Records excerpted from a collection
--------------------------------

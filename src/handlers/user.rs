use axum::{extract::State, response::IntoResponse, Json};
use axum_extra::extract::cookie::{Cookie, CookieJar};
use serde_json::json;

use crate::{
    error::ApiError,
    models::user::{LoginPayload, User, UserInfo},
    state::AppState,
    utils::{jwt, security},
};

const SESSION_COOKIE: &str = "jwt";

// POST /api/user/login
pub async fn login_handler(
    State(state): State<AppState>,
    jar: CookieJar,
    Json(payload): Json<LoginPayload>,
) -> Result<impl IntoResponse, ApiError> {
    // 1. Buscar usuario por email
    let user: Option<User> =
        sqlx::query_as("SELECT id, username, email, password, role FROM users WHERE email = $1")
            .bind(&payload.email)
            .fetch_optional(&state.pool)
            .await?;

    // Usuario inexistente y contraseña mala responden igual
    let Some(user) = user else {
        return Err(ApiError::Unauthorized("Invalid email or password"));
    };
    if !security::verify_password(&payload.password, &user.password) {
        return Err(ApiError::Unauthorized("Invalid email or password"));
    }

    // 2. Firmar el token de sesión y dejarlo también como cookie
    let token = jwt::create_token(&state.config.jwt_secret, user.id, &user.role).map_err(|e| {
        tracing::error!("Error firmando token: {e:?}");
        ApiError::Internal("no se pudo firmar el token")
    })?;

    let cookie = Cookie::build((SESSION_COOKIE, token.clone()))
        .path("/")
        .http_only(true)
        .build();

    Ok((
        jar.add(cookie),
        Json(json!({
            "token": token,
            "userInfo": UserInfo {
                id: user.id,
                username: user.username,
                email: user.email,
                role: user.role,
            },
        })),
    ))
}

// GET /api/user/logout — sin estado en el servidor: basta con soltar la cookie
pub async fn logout_handler(jar: CookieJar) -> impl IntoResponse {
    let jar = jar.remove(Cookie::build(SESSION_COOKIE).path("/").build());
    (jar, Json(json!({ "message": "signout success" })))
}

// GET /api/user — el hash nunca se serializa (ver el modelo)
pub async fn list_users_handler(
    State(state): State<AppState>,
) -> Result<Json<Vec<User>>, ApiError> {
    let users: Vec<User> =
        sqlx::query_as("SELECT id, username, email, password, role FROM users ORDER BY id ASC")
            .fetch_all(&state.pool)
            .await?;

    Ok(Json(users))
}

--------------------------------

About this exercise: Please copy each line of the entries in which the word "CookieJar" shows up.

Answer for this exercise:
use axum_extra::extract::cookie::{Cookie, CookieJar};
    jar: CookieJar,
pub async fn logout_handler(jar: CookieJar) -> impl IntoResponse {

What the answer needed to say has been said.